EXERCISE DIRECTIONS: Answer with the exact lines of the following material from the one containing "impl FromStr for" through the one containing "return match raw.parse::<u8>()", both end lines included.

STUDY MATERIAL:
>>>>
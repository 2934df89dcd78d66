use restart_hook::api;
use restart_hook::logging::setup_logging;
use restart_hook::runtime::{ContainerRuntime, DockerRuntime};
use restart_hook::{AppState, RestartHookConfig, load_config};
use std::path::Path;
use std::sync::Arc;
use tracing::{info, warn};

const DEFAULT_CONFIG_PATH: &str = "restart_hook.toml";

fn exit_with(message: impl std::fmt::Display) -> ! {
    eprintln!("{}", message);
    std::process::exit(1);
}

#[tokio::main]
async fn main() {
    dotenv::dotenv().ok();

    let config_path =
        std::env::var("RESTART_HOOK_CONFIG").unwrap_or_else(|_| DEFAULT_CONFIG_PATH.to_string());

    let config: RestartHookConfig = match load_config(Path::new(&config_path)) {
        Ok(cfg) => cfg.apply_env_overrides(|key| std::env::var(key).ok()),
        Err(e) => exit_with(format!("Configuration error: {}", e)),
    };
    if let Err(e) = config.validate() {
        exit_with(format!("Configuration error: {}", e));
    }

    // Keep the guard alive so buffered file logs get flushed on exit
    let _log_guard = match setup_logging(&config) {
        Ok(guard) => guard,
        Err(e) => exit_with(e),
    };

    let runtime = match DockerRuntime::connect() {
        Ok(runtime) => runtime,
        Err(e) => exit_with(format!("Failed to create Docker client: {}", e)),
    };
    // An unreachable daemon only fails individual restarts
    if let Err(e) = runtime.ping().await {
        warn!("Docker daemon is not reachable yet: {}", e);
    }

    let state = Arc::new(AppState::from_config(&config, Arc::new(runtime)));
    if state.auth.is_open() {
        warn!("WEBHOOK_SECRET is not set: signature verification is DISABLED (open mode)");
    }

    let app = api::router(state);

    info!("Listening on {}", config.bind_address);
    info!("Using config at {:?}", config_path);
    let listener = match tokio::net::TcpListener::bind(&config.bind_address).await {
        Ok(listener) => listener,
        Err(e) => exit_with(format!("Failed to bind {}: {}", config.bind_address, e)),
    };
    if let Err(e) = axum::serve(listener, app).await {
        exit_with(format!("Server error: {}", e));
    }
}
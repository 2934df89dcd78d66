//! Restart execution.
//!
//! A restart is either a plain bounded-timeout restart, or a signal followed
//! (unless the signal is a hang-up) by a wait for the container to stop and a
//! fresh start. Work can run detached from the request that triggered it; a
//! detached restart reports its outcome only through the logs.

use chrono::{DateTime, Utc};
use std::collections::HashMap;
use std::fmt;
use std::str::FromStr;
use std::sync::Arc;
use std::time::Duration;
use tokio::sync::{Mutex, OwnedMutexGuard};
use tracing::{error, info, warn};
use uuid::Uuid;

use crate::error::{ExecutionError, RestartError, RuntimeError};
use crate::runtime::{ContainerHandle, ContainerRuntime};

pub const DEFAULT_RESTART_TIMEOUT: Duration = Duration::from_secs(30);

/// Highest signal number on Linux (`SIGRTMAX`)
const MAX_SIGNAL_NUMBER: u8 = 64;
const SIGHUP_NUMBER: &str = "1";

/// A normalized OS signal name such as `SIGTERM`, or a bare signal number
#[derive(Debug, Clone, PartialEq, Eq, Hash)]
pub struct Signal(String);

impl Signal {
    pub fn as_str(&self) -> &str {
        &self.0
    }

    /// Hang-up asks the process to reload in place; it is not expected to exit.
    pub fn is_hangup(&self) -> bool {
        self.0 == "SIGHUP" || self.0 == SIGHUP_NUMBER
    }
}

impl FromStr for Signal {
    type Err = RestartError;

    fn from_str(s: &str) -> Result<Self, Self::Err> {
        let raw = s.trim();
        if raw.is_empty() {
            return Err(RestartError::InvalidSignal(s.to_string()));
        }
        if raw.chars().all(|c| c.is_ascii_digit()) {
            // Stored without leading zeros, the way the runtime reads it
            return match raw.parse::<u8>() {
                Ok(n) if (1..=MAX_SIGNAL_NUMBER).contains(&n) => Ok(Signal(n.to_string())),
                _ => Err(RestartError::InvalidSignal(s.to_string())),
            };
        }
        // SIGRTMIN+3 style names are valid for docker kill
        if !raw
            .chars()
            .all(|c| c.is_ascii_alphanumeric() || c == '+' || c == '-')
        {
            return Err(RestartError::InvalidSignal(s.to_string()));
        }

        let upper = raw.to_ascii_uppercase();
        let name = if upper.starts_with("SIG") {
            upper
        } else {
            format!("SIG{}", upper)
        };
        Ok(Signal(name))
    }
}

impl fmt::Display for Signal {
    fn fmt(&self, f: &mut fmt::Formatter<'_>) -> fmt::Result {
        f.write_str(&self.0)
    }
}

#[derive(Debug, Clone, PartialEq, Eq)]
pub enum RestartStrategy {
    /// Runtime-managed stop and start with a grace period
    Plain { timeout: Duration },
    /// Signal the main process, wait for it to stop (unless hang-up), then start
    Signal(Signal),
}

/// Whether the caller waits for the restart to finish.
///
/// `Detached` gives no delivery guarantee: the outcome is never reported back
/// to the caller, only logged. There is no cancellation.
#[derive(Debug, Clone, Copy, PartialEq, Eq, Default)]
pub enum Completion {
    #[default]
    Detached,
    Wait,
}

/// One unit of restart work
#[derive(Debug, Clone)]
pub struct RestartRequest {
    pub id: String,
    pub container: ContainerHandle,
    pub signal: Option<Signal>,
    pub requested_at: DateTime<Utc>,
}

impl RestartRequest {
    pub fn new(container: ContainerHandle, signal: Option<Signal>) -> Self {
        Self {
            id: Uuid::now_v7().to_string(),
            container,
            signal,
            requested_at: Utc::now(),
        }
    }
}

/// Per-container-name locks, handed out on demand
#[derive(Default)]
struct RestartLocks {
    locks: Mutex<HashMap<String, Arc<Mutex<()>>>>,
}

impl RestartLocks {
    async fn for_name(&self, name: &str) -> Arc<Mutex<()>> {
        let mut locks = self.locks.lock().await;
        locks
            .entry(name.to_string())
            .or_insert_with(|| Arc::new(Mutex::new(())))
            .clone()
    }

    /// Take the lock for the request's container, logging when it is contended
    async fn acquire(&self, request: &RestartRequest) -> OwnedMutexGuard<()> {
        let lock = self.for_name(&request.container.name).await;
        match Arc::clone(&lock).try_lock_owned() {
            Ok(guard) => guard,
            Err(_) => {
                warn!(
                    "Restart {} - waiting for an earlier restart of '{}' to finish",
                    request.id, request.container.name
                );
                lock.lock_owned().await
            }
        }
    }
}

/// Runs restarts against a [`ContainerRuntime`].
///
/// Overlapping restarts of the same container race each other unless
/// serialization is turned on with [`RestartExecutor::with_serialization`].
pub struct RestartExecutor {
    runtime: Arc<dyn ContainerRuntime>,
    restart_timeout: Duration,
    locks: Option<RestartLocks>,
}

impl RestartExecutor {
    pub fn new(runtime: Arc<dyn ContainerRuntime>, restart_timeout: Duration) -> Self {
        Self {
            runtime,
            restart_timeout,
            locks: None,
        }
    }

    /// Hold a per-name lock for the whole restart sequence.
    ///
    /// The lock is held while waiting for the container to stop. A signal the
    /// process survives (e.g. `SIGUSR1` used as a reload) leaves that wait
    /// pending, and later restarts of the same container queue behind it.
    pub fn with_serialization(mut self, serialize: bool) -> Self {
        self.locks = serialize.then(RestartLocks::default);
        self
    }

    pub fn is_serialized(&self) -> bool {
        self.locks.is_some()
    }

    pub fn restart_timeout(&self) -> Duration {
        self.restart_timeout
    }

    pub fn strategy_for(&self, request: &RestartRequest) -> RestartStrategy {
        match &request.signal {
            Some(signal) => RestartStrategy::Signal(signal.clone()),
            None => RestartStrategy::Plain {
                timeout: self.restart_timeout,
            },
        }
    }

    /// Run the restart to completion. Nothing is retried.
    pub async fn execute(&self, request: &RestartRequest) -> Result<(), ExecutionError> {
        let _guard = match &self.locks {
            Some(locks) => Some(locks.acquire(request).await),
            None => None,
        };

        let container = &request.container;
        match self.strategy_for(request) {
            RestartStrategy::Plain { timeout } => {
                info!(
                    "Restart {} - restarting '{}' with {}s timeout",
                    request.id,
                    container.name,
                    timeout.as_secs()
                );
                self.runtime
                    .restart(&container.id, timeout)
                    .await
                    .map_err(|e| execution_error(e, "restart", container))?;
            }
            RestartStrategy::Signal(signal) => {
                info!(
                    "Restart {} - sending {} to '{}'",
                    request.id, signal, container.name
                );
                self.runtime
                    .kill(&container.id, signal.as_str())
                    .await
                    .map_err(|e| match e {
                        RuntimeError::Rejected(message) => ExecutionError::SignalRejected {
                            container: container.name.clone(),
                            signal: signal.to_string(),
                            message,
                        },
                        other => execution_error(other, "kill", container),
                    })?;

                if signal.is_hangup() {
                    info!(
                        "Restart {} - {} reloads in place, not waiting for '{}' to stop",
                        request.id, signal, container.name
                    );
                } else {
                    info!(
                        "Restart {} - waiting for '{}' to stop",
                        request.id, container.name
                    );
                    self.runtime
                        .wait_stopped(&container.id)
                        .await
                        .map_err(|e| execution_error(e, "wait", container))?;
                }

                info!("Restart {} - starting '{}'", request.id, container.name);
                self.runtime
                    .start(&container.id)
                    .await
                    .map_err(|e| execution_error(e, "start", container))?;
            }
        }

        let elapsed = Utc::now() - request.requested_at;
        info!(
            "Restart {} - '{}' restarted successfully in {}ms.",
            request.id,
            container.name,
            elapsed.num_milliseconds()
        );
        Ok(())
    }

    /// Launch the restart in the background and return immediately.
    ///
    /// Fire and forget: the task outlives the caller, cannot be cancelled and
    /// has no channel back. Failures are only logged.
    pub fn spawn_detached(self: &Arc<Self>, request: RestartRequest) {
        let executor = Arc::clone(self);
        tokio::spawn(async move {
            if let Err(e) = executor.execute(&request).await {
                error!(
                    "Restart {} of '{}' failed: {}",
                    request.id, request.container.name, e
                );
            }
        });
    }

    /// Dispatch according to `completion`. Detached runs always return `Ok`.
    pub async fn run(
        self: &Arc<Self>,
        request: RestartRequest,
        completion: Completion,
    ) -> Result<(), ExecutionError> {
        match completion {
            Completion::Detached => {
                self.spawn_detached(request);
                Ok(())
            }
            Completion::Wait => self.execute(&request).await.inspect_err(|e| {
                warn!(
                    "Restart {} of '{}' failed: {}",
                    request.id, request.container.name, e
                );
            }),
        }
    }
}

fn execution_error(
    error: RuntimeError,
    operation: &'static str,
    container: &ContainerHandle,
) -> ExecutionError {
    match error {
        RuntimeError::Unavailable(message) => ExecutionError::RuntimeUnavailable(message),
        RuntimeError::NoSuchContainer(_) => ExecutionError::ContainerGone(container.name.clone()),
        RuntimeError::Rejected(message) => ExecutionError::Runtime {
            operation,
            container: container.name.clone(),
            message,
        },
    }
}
<<<<
>>>>
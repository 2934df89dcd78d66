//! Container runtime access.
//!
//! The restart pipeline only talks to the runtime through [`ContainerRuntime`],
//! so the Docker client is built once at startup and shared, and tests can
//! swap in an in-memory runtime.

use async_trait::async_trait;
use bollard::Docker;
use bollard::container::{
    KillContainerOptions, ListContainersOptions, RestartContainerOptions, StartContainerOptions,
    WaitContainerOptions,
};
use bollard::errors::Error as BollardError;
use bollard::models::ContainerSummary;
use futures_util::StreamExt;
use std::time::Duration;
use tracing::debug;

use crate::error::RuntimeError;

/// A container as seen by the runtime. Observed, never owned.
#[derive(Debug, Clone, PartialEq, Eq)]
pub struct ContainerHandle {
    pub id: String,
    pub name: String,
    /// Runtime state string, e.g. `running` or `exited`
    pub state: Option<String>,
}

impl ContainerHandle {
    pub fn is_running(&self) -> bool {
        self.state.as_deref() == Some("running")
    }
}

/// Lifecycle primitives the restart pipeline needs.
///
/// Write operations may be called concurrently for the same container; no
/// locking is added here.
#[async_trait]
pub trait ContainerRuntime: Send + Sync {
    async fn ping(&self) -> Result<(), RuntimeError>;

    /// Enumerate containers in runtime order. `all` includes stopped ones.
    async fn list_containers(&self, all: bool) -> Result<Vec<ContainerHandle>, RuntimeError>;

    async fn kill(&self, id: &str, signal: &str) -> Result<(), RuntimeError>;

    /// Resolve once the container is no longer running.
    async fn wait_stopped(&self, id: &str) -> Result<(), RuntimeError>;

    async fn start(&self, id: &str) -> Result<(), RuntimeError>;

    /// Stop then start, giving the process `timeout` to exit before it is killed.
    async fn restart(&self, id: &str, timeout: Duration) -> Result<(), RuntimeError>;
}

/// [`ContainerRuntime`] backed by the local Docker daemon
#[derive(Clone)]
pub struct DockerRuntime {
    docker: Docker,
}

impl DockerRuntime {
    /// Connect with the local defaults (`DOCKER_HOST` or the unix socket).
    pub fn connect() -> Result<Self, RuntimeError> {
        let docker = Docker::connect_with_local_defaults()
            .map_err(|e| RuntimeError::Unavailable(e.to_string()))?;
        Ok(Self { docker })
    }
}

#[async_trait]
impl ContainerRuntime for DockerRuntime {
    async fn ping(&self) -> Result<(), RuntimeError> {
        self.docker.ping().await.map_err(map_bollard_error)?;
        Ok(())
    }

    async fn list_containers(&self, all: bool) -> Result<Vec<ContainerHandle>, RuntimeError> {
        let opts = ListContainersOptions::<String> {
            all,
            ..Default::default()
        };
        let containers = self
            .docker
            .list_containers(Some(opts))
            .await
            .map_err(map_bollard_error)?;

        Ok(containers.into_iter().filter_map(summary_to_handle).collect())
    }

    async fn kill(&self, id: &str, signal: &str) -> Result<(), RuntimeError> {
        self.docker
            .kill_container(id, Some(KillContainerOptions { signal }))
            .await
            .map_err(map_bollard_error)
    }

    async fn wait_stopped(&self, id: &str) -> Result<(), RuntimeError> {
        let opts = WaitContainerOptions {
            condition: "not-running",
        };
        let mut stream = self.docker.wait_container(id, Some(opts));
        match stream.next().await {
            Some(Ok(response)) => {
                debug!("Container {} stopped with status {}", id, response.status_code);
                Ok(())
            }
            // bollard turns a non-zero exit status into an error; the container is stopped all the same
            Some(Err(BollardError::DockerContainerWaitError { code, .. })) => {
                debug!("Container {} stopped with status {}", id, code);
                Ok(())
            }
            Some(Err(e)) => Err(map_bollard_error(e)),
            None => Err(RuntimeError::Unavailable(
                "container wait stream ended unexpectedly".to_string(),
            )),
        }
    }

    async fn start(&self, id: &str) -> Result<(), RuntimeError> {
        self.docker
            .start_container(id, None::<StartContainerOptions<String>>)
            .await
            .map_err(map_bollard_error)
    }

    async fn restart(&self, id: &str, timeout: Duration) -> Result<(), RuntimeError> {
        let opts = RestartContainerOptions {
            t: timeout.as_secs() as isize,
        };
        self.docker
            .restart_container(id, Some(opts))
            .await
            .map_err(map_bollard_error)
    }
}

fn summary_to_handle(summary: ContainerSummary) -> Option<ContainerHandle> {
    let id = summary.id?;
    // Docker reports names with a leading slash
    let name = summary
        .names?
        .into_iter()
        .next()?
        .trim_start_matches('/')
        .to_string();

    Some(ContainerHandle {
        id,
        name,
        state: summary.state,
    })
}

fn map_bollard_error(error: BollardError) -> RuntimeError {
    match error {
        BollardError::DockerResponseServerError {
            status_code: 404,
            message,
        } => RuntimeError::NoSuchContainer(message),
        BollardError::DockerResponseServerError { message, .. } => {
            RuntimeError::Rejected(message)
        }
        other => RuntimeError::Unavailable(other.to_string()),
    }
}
<<<<
COMPLETED EXERCISE:
impl FromStr for Signal {
    type Err = RestartError;

    fn from_str(s: &str) -> Result<Self, Self::Err> {
        let raw = s.trim();
        if raw.is_empty() {
            return Err(RestartError::InvalidSignal(s.to_string()));
        }
        if raw.chars().all(|c| c.is_ascii_digit()) {
            // Stored without leading zeros, the way the runtime reads it
            return match raw.parse::<u8>() {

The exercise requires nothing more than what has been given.